:: SUPPLIED ENTRIES ::
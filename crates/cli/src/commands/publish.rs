//! Publish command - broadcast drafts to every logged-in platform

use anyhow::{Context, Result, bail};
use crosspost_adapters::StubPublisher;
use crosspost_adapters::bluesky::BlueskyPublisher;
use crosspost_adapters::linkedin::LinkedInPublisher;
use crosspost_adapters::session::InMemorySessionStore;
use crosspost_adapters::telegram::{TelegramDestination, TelegramPublisher};
use crosspost_adapters::twitter::TwitterPublisher;
use crosspost_domain::usecases::PublishAll;
use crosspost_domain::{
    Credential, DraftSet, Identity, Outcome, Platform, PlatformPublisher, PlatformSession,
    PublishReport, SessionStore,
};
use secrecy::SecretString;
use serde::Serialize;
use std::path::PathBuf;
use std::sync::Arc;
use time::OffsetDateTime;

use crate::args::PublishArgs;
use crate::commands::compose::parse_platforms;
use crate::commands::login::{
    acquire_session, linkedin_session_from_env, load_secret, twitter_session_from_env,
};
use crate::config::AppConfig;

pub async fn execute(args: PublishArgs, config_path: Option<PathBuf>) -> Result<()> {
    let config = AppConfig::load(config_path.as_deref()).unwrap_or_default();

    let raw = std::fs::read_to_string(&args.drafts)
        .with_context(|| format!("Failed to read drafts file: {}", args.drafts.display()))?;
    let all_drafts: DraftSet =
        toml::from_str(&raw).context("Drafts file is not valid TOML")?;
    if all_drafts.is_empty() {
        bail!("Drafts file contains no drafts; run 'crosspost compose' first");
    }

    // Default to every drafted platform; an explicit list narrows it
    let requested = if args.platforms.is_empty() {
        all_drafts.drafts.iter().map(|d| d.platform).collect()
    } else {
        parse_platforms(&args.platforms)?
    };

    let drafts: DraftSet = all_drafts
        .drafts
        .into_iter()
        .filter(|d| requested.contains(&d.platform))
        .collect();
    if drafts.is_empty() {
        bail!("No drafts match the requested platforms");
    }

    let store = InMemorySessionStore::new();
    let platforms: Vec<Platform> = Platform::ALL
        .into_iter()
        .filter(|p| drafts.get(*p).is_some())
        .collect();

    let targets = if args.dry_run {
        // Validate drafts and show routing without touching any provider
        for &platform in &platforms {
            store.put(placeholder_session(platform)).await?;
        }
        stub_targets(&platforms, &config)
    } else {
        // Bluesky logs in and Telegram verifies its widget payload inline;
        // the OAuth platforms come from tokens stored by `login`
        for &platform in &platforms {
            let session = match platform {
                Platform::Linkedin => linkedin_session_from_env(&config).await,
                Platform::Twitter => twitter_session_from_env(&config).await,
                _ => acquire_session(platform, &config, args.telegram_payload.as_deref()).await,
            }
            .with_context(|| format!("Login failed for {}", platform))?;
            store.put(session).await?;
        }
        live_targets(&platforms, &config)?
    };

    let orchestrator = PublishAll::new(targets);
    let report = orchestrator.publish_all(&store, &drafts).await?;

    render_report(&report, args.dry_run, args.json)?;

    if report.failed() > 0 {
        bail!("{} of {} target(s) failed", report.failed(), report.outcomes.len());
    }
    Ok(())
}

fn stub_targets(platforms: &[Platform], config: &AppConfig) -> Vec<Arc<dyn PlatformPublisher>> {
    let mut targets: Vec<Arc<dyn PlatformPublisher>> = Vec::new();
    for &platform in platforms {
        targets.push(Arc::new(StubPublisher::new(platform)));
        if platform == Platform::Telegram && config.telegram.group_chat_id.is_some() {
            targets.push(Arc::new(
                StubPublisher::new(Platform::Telegram).with_target("telegram:group"),
            ));
        }
    }
    targets
}

fn live_targets(
    platforms: &[Platform],
    config: &AppConfig,
) -> Result<Vec<Arc<dyn PlatformPublisher>>> {
    let mut targets: Vec<Arc<dyn PlatformPublisher>> = Vec::new();
    for &platform in platforms {
        match platform {
            Platform::Bluesky => {
                targets.push(Arc::new(BlueskyPublisher::with_base_url(
                    config.bluesky.service_url.clone(),
                )));
            }
            Platform::Linkedin => {
                targets.push(Arc::new(LinkedInPublisher::new()));
            }
            Platform::Telegram => {
                let token = load_secret(&config.telegram.bot_token_env, "Telegram bot token")?;
                targets.push(Arc::new(TelegramPublisher::new(
                    token.clone(),
                    TelegramDestination::SelfDm,
                )));
                if let Some(chat_id) = config.telegram.group_chat_id {
                    targets.push(Arc::new(TelegramPublisher::new(
                        token,
                        TelegramDestination::Chat(chat_id),
                    )));
                }
            }
            Platform::Twitter => {
                let secret =
                    load_secret(&config.twitter.consumer_secret_env, "Twitter consumer secret")?;
                targets.push(Arc::new(TwitterPublisher::new(
                    config.twitter.consumer_key.clone(),
                    secret,
                )));
            }
        }
    }
    Ok(targets)
}

/// Session stand-in for dry runs; never reaches a network adapter
fn placeholder_session(platform: Platform) -> PlatformSession {
    let credential = match platform {
        Platform::Bluesky => Credential::Bluesky {
            access_jwt: SecretString::new("dry-run".into()),
            refresh_jwt: SecretString::new("dry-run".into()),
            did: "did:plc:dryrun".to_string(),
            handle: "dry.run".to_string(),
        },
        Platform::Linkedin => Credential::Linkedin {
            access_token: SecretString::new("dry-run".into()),
            expires_in_secs: None,
            subject: "dry-run".to_string(),
        },
        Platform::Telegram => Credential::Telegram {
            user_id: 0,
            auth_date: OffsetDateTime::now_utc().unix_timestamp(),
        },
        Platform::Twitter => Credential::Twitter {
            access_token: SecretString::new("dry-run".into()),
            access_secret: SecretString::new("dry-run".into()),
            user_id: "0".to_string(),
            screen_name: "dry.run".to_string(),
        },
    };
    PlatformSession {
        credential,
        identity: Identity::default(),
        obtained_at: OffsetDateTime::now_utc(),
        expires_at: None,
    }
}

#[derive(Serialize)]
struct ReportLine<'a> {
    platform: &'a str,
    target: &'a str,
    status: &'static str,
    id: Option<&'a str>,
    url: Option<&'a str>,
    error: Option<&'a str>,
}

fn render_report(report: &PublishReport, dry_run: bool, json: bool) -> Result<()> {
    if json {
        let lines: Vec<ReportLine> = report
            .outcomes
            .iter()
            .map(|o| match &o.outcome {
                Outcome::Success { id, url } => ReportLine {
                    platform: o.platform.as_str(),
                    target: &o.target,
                    status: "ok",
                    id: Some(id),
                    url: url.as_deref(),
                    error: None,
                },
                Outcome::Failure { message } => ReportLine {
                    platform: o.platform.as_str(),
                    target: &o.target,
                    status: "failed",
                    id: None,
                    url: None,
                    error: Some(message),
                },
            })
            .collect();
        println!("{}", serde_json::to_string_pretty(&lines)?);
        return Ok(());
    }

    if dry_run {
        println!("Dry run: nothing was published.");
    }
    if report.is_empty() {
        println!("No eligible targets (missing sessions or drafts).");
        return Ok(());
    }

    for outcome in &report.outcomes {
        match &outcome.outcome {
            Outcome::Success { id, url } => {
                print!("  ok      {:<16} {}", outcome.target, id);
                if let Some(url) = url {
                    print!("  {}", url);
                }
                println!();
            }
            Outcome::Failure { message } => {
                println!("  failed  {:<16} {}", outcome.target, message);
            }
        }
    }
    println!();
    println!(
        "{} succeeded, {} failed",
        report.succeeded(),
        report.failed()
    );
    Ok(())
}
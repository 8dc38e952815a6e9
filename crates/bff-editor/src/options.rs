//! Runtime options — where buffers live between invocations.
//!
//! Resolution order for the scratch directory:
//!
//! | Source                        | Example                              |
//! |-------------------------------|--------------------------------------|
//! | `--scratch-dir <dir>` flag    | `bff --scratch-dir ./s -b x print`   |
//! | `BFF_SCRATCH_DIR` environment | `BFF_SCRATCH_DIR=./s bff -b x print` |
//! | default                       | `<system temp dir>/bff_buffers`      |
//!
//! The binary's argument parser folds the first two into a single
//! `Option<PathBuf>`; [`Options::new`] supplies the default.

use std::env;
use std::path::{Path, PathBuf};

/// Environment variable that overrides the default scratch directory.
pub const SCRATCH_DIR_ENV: &str = "BFF_SCRATCH_DIR";

/// Directory name used under the system temp dir when nothing is configured.
pub const DEFAULT_SCRATCH_DIR_NAME: &str = "bff_buffers";

/// Resolved options for one invocation.
#[derive(Debug, Clone, PartialEq, Eq)]
pub struct Options {
    scratch_dir: PathBuf,
}

impl Options {
    /// Build options from an explicitly configured scratch directory, falling
    /// back to [`default_scratch_dir`](Self::default_scratch_dir).
    #[must_use]
    pub fn new(scratch_dir: Option<PathBuf>) -> Self {
        Self {
            scratch_dir: scratch_dir.unwrap_or_else(Self::default_scratch_dir),
        }
    }

    /// `<system temp dir>/bff_buffers`.
    #[must_use]
    pub fn default_scratch_dir() -> PathBuf {
        env::temp_dir().join(DEFAULT_SCRATCH_DIR_NAME)
    }

    /// The directory holding one scratch file pair per buffer.
    #[inline]
    #[must_use]
    pub fn scratch_dir(&self) -> &Path {
        &self.scratch_dir
    }
}

impl Default for Options {
    fn default() -> Self {
        Self::new(None)
    }
}
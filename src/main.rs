// SPDX-License-Identifier: MIT
//
// bff — a command-line line-buffer editor.
//
// Each invocation runs exactly one command against one named buffer and
// exits. Buffers live in a scratch directory between invocations, which is
// what makes a sequence of calls feel like an editing session:
//
//   bff -b notes open notes.txt
//   bff -b notes line 3 replace "fixed"
//   bff -b notes save
//
// Flow:
//
//   argv → clap (cli.rs) → Command → bff_editor::command::execute
//        → BufferStore (load / mutate / persist) → stdout lines
//
// Exit status is 0 on success and 1 on any failure, usage errors included.
// Logs go to stderr so stdout only ever carries command output.

mod cli;

use std::io::{self, Write};
use std::process::ExitCode;

use clap::Parser;
use tracing_subscriber::EnvFilter;

use bff_editor::options::Options;
use bff_editor::store::BufferStore;
use bff_editor::{EditorError, command};

use crate::cli::Cli;

/// Install the stderr logger. `RUST_LOG` overrides the `-v` count.
fn init_logging(verbosity: u8) {
    let default = match verbosity {
        0 => "warn",
        1 => "info",
        2 => "debug",
        _ => "trace",
    };
    tracing_subscriber::fmt()
        .with_env_filter(
            EnvFilter::try_from_default_env().unwrap_or_else(|_| EnvFilter::new(default)),
        )
        .with_writer(io::stderr)
        .with_target(false)
        .init();
}

/// Run the parsed invocation and return the lines it produced.
fn run(cli: &Cli) -> Result<Vec<String>, EditorError> {
    let options = Options::new(cli.scratch_dir.clone());
    let mut store = BufferStore::open(&options)?;
    command::execute(&mut store, &cli.buffer, &cli.to_command())
}

/// Exit status for a parse that didn't produce a [`Cli`]. `--help` and
/// `--version` land here too, on stdout, and succeed.
fn exit_code(e: &clap::Error) -> ExitCode {
    if e.use_stderr() {
        ExitCode::FAILURE
    } else {
        ExitCode::SUCCESS
    }
}

fn main() -> ExitCode {
    let cli = match Cli::try_parse() {
        Ok(cli) => cli,
        Err(e) => {
            let _ = e.print();
            return exit_code(&e);
        }
    };

    init_logging(cli.verbose);

    match run(&cli) {
        Ok(lines) => {
            let mut out = io::stdout().lock();
            for line in lines {
                if writeln!(out, "{line}").is_err() {
                    // Closed pipe (e.g. `| head`); nothing left to report to.
                    break;
                }
            }
            ExitCode::SUCCESS
        }
        Err(e) => {
            tracing::debug!(error = ?e, "command failed");
            eprintln!("bff: {e}");
            ExitCode::FAILURE
        }
    }
}

// ─── Tests ──────────────────────────────────────────────────────────────────
//! # bff-editor — Editor core for bff
//!
//! This crate contains everything except argument parsing:
//!
//! - **[`buffer`]** — `Buffer`, a rope of 1-based lines with editing and file I/O
//! - **[`store`]** — `BufferStore`, named buffers persisted to a scratch directory
//! - **[`command`]** — `Command` and the `execute` dispatcher
//! - **[`view`]** — numbered line rendering for the print commands
//! - **[`options`]** — runtime options (scratch directory)
//! - **[`error`]** — `EditorError` and the crate `Result`

pub mod buffer;
pub mod command;
pub mod error;
pub mod options;
pub mod store;
pub mod view;

pub use error::{EditorError, Result};
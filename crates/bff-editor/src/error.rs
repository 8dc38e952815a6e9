//! Error type shared by every fallible editor operation.

use std::io;
use std::path::{Path, PathBuf};

/// Everything that can go wrong while running one command.
///
/// Line-range problems are ordinary results, not panics: the command layer
/// reports them and the process exits non-zero.
#[derive(Debug, thiserror::Error)]
pub enum EditorError {
    #[error("line {line} is out of range (buffer has {len} lines)")]
    LineOutOfRange { line: usize, len: usize },

    #[error("buffer '{buffer}' has no file path; give one to `save`")]
    NoFilePath { buffer: String },

    #[error("invalid buffer name {0:?}")]
    InvalidBufferName(String),

    #[error("line text must not contain a newline")]
    MultilineText,

    #[error("{}: {source}", .path.display())]
    Io {
        path: PathBuf,
        #[source]
        source: io::Error,
    },

    #[error("{}: could not encode buffer metadata: {source}", .path.display())]
    Metadata {
        path: PathBuf,
        #[source]
        source: serde_json::Error,
    },
}

impl EditorError {
    pub(crate) fn io(path: &Path, source: io::Error) -> Self {
        Self::Io {
            path: path.to_path_buf(),
            source,
        }
    }
}

pub type Result<T, E = EditorError> = std::result::Result<T, E>;
//! View — numbered rendering of buffer lines for the print commands.
//!
//! Every print command (`print`, `line N print`, `line N range M`) shows lines
//! the same way: a zero-padded line number, `": "`, then the text.
//!
//! ```text
//! 0001: fn main() {
//! 0002:     println!("hi");
//! 0003: }
//! ```
//!
//! The number column is at least [`MIN_GUTTER`] digits wide and grows with the
//! buffer, so a 12 000-line buffer prints `00001:` through `12000:` and the
//! text column stays aligned for the whole buffer, not only the printed slice.

use std::fmt::Display;
use std::ops::RangeInclusive;

use crate::buffer::Buffer;

/// Narrowest number column, in digits.
pub const MIN_GUTTER: usize = 4;

/// Digits needed to show every line number of a buffer with `line_count`
/// lines, never less than [`MIN_GUTTER`].
///
/// | Lines        | Gutter |
/// |--------------|--------|
/// | 0–9999       | 4      |
/// | 10000–99999  | 5      |
#[must_use]
pub fn gutter_width(line_count: usize) -> usize {
    // At least 1, so ilog10 doesn't panic on 0.
    let digits = line_count.max(1).ilog10() as usize + 1;
    digits.max(MIN_GUTTER)
}

/// Format one line as `NNNN: text`.
#[must_use]
pub fn numbered(line_nr: usize, text: impl Display, gutter: usize) -> String {
    format!("{line_nr:0gutter$}: {text}")
}

/// Render the lines in `range` (1-based, inclusive). Lines outside the buffer
/// are skipped; see [`Buffer::clamp_range`].
#[must_use]
pub fn render(buf: &Buffer, range: RangeInclusive<usize>) -> Vec<String> {
    let gutter = gutter_width(buf.line_count());
    let (start, end) = range.into_inner();
    let start = start.max(1);
    if start > end {
        return Vec::new();
    }
    buf.lines()
        .enumerate()
        .skip(start - 1)
        .take(end - start + 1)
        .map(|(idx, text)| numbered(idx + 1, text, gutter))
        .collect()
}

/// Render every line of the buffer.
#[must_use]
pub fn render_all(buf: &Buffer) -> Vec<String> {
    render(buf, buf.clamp_range(1, buf.line_count()))
}

// ---------------------------------------------------------------------------
// Tests
// ---------------------------------------------------------------------------

#[cfg(test)]
mod tests {
    use super::*;
    use pretty_assertions::assert_eq;

    // ── gutter_width ──────────────────────────────────────────────────────

    #[test]
    fn gutter_width_minimum() {
        assert_eq!(gutter_width(0), 4);
        assert_eq!(gutter_width(9), 4);
        assert_eq!(gutter_width(9999), 4);
    }

    #[test]
    fn gutter_width_grows() {
        assert_eq!(gutter_width(10_000), 5);
        assert_eq!(gutter_width(123_456), 6);
    }

    // ── numbered ──────────────────────────────────────────────────────────

    #[test]
    fn numbered_pads_with_zeros() {
        assert_eq!(numbered(7, "foo", 4), "0007: foo");
        assert_eq!(numbered(1234, "", 4), "1234: ");
        assert_eq!(numbered(3, "x", 6), "000003: x");
    }

    // ── render ────────────────────────────────────────────────────────────

    #[test]
    fn render_all_lines() {
        let buf = Buffer::from_lines(["a", "b", "c"]).unwrap();
        assert_eq!(render_all(&buf), ["0001: a", "0002: b", "0003: c"]);
    }

    #[test]
    fn render_range_middle() {
        let buf = Buffer::from_lines(["a", "b", "c", "d"]).unwrap();
        assert_eq!(render(&buf, 2..=3), ["0002: b", "0003: c"]);
    }

    #[test]
    fn render_clamped_range() {
        let buf = Buffer::from_lines(["a", "b"]).unwrap();
        assert_eq!(
            render(&buf, buf.clamp_range(0, 50)),
            ["0001: a", "0002: b"]
        );
    }

    #[test]
    fn render_empty_range() {
        let buf = Buffer::from_lines(["a", "b"]).unwrap();
        assert!(render(&buf, buf.clamp_range(2, 1)).is_empty());
        assert!(render_all(&Buffer::new()).is_empty());
    }
}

:: TASK INSTRUCTIONS ::
Check every line of the entries above, and copy those that carry the string "notes".

:: EXERCISE OUTPUT ::
//   bff -b notes open notes.txt
//   bff -b notes line 3 replace "fixed"
//   bff -b notes save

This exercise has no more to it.